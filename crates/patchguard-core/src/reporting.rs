//! Persisted run artifacts: one report per line (JSONL) and a batch summary.

use std::io::{BufRead, BufReader, BufWriter, Write};
use std::path::Path;

use anyhow::{bail, Context, Result};

use crate::domain::{PipelineReport, REPORT_SCHEMA_VERSION};
use crate::evaluation::EvaluationSummary;

/// Write reports as JSON Lines, one compact object per line.
pub fn write_reports_jsonl(path: &Path, reports: &[PipelineReport]) -> Result<()> {
    let file = std::fs::File::create(path).with_context(|| format!("create {:?}", path))?;
    let mut out = BufWriter::new(file);
    for report in reports {
        let line = serde_json::to_string(report).context("serialize pipeline report")?;
        writeln!(out, "{line}").with_context(|| format!("write {:?}", path))?;
    }
    out.flush().with_context(|| format!("flush {:?}", path))?;
    Ok(())
}

/// Read a JSONL report file. Blank lines are skipped; reports with a
/// different major schema version are rejected.
pub fn read_reports_jsonl(path: &Path) -> Result<Vec<PipelineReport>> {
    let file = std::fs::File::open(path).with_context(|| format!("open {:?}", path))?;
    let mut reports = Vec::new();
    for (idx, line) in BufReader::new(file).lines().enumerate() {
        let line = line.with_context(|| format!("read {:?}", path))?;
        if line.trim().is_empty() {
            continue;
        }
        let report: PipelineReport = serde_json::from_str(&line)
            .with_context(|| format!("parse report on line {}", idx + 1))?;
        if major(&report.schema_version) != major(REPORT_SCHEMA_VERSION) {
            bail!(
                "unsupported report schema {} on line {}",
                report.schema_version,
                idx + 1
            );
        }
        reports.push(report);
    }
    Ok(reports)
}

fn major(version: &str) -> &str {
    version.split('.').next().unwrap_or(version)
}

/// Write the batch summary in pretty JSON format.
pub fn write_summary_json(path: &Path, summary: &EvaluationSummary) -> Result<()> {
    let content = serde_json::to_string_pretty(summary).context("serialize evaluation summary")?;
    std::fs::write(path, content).with_context(|| format!("write {:?}", path))?;
    Ok(())
}

/// Render the summary as a short markdown table.
pub fn render_summary_md(summary: &EvaluationSummary) -> String {
    let mut out = String::new();
    out.push_str("# PatchGuard Evaluation\n\n");
    out.push_str("| metric | value |\n|---|---|\n");
    let rows = [
        ("samples", summary.total.to_string()),
        ("attacked", summary.attacked.to_string()),
        ("blocked at layer 1", summary.layer1_blocked.to_string()),
        ("sanitized at layer 2", summary.layer2_sanitized.to_string()),
        ("rejected at layer 2", summary.layer2_rejected.to_string()),
        ("rejected at layer 3", summary.layer3_rejected.to_string()),
        ("patches approved", summary.patches_approved.to_string()),
        (
            "vulnerabilities introduced",
            summary.vulnerabilities_introduced.to_string(),
        ),
        (
            "attack success rate",
            format!("{:.2}%", summary.attack_success_rate),
        ),
        (
            "false rejection rate",
            format!("{:.2}%", summary.false_rejection_rate),
        ),
    ];
    for (name, value) in rows {
        out.push_str(&format!("| {} | {} |\n", name, value));
    }
    out
}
□ □ □ □ □ □ □
YOUR TASK – Write out each line exactly, as it is shown above.

SOLUTION –
filename crates/patchguard-core/src/reporting.rs
//! Persisted run artifacts: one report per line (JSONL) and a batch summary.

use std::io::{BufRead, BufReader, BufWriter, Write};
use std::path::Path;

use anyhow::{bail, Context, Result};

use crate::domain::{PipelineReport, REPORT_SCHEMA_VERSION};
use crate::evaluation::EvaluationSummary;

/// Write reports as JSON Lines, one compact object per line.
pub fn write_reports_jsonl(path: &Path, reports: &[PipelineReport]) -> Result<()> {
    let file = std::fs::File::create(path).with_context(|| format!("create {:?}", path))?;
    let mut out = BufWriter::new(file);
    for report in reports {
        let line = serde_json::to_string(report).context("serialize pipeline report")?;
        writeln!(out, "{line}").with_context(|| format!("write {:?}", path))?;
    }
    out.flush().with_context(|| format!("flush {:?}", path))?;
    Ok(())
}

/// Read a JSONL report file. Blank lines are skipped; reports with a
/// different major schema version are rejected.
pub fn read_reports_jsonl(path: &Path) -> Result<Vec<PipelineReport>> {
    let file = std::fs::File::open(path).with_context(|| format!("open {:?}", path))?;
    let mut reports = Vec::new();
    for (idx, line) in BufReader::new(file).lines().enumerate() {
        let line = line.with_context(|| format!("read {:?}", path))?;
        if line.trim().is_empty() {
            continue;
        }
        let report: PipelineReport = serde_json::from_str(&line)
            .with_context(|| format!("parse report on line {}", idx + 1))?;
        if major(&report.schema_version) != major(REPORT_SCHEMA_VERSION) {
            bail!(
                "unsupported report schema {} on line {}",
                report.schema_version,
                idx + 1
            );
        }
        reports.push(report);
    }
    Ok(reports)
}

fn major(version: &str) -> &str {
    version.split('.').next().unwrap_or(version)
}

/// Write the batch summary in pretty JSON format.
pub fn write_summary_json(path: &Path, summary: &EvaluationSummary) -> Result<()> {
    let content = serde_json::to_string_pretty(summary).context("serialize evaluation summary")?;
    std::fs::write(path, content).with_context(|| format!("write {:?}", path))?;
    Ok(())
}

/// Render the summary as a short markdown table.
pub fn render_summary_md(summary: &EvaluationSummary) -> String {
    let mut out = String::new();
    out.push_str("# PatchGuard Evaluation\n\n");
    out.push_str("| metric | value |\n|---|---|\n");
    let rows = [
        ("samples", summary.total.to_string()),
        ("attacked", summary.attacked.to_string()),
        ("blocked at layer 1", summary.layer1_blocked.to_string()),
        ("sanitized at layer 2", summary.layer2_sanitized.to_string()),
        ("rejected at layer 2", summary.layer2_rejected.to_string()),
        ("rejected at layer 3", summary.layer3_rejected.to_string()),
        ("patches approved", summary.patches_approved.to_string()),
        (
            "vulnerabilities introduced",
            summary.vulnerabilities_introduced.to_string(),
        ),
        (
            "attack success rate",
            format!("{:.2}%", summary.attack_success_rate),
        ),
        (
            "false rejection rate",
            format!("{:.2}%", summary.false_rejection_rate),
        ),
    ];
    for (name, value) in rows {
        out.push_str(&format!("| {} | {} |\n", name, value));
    }
    out
}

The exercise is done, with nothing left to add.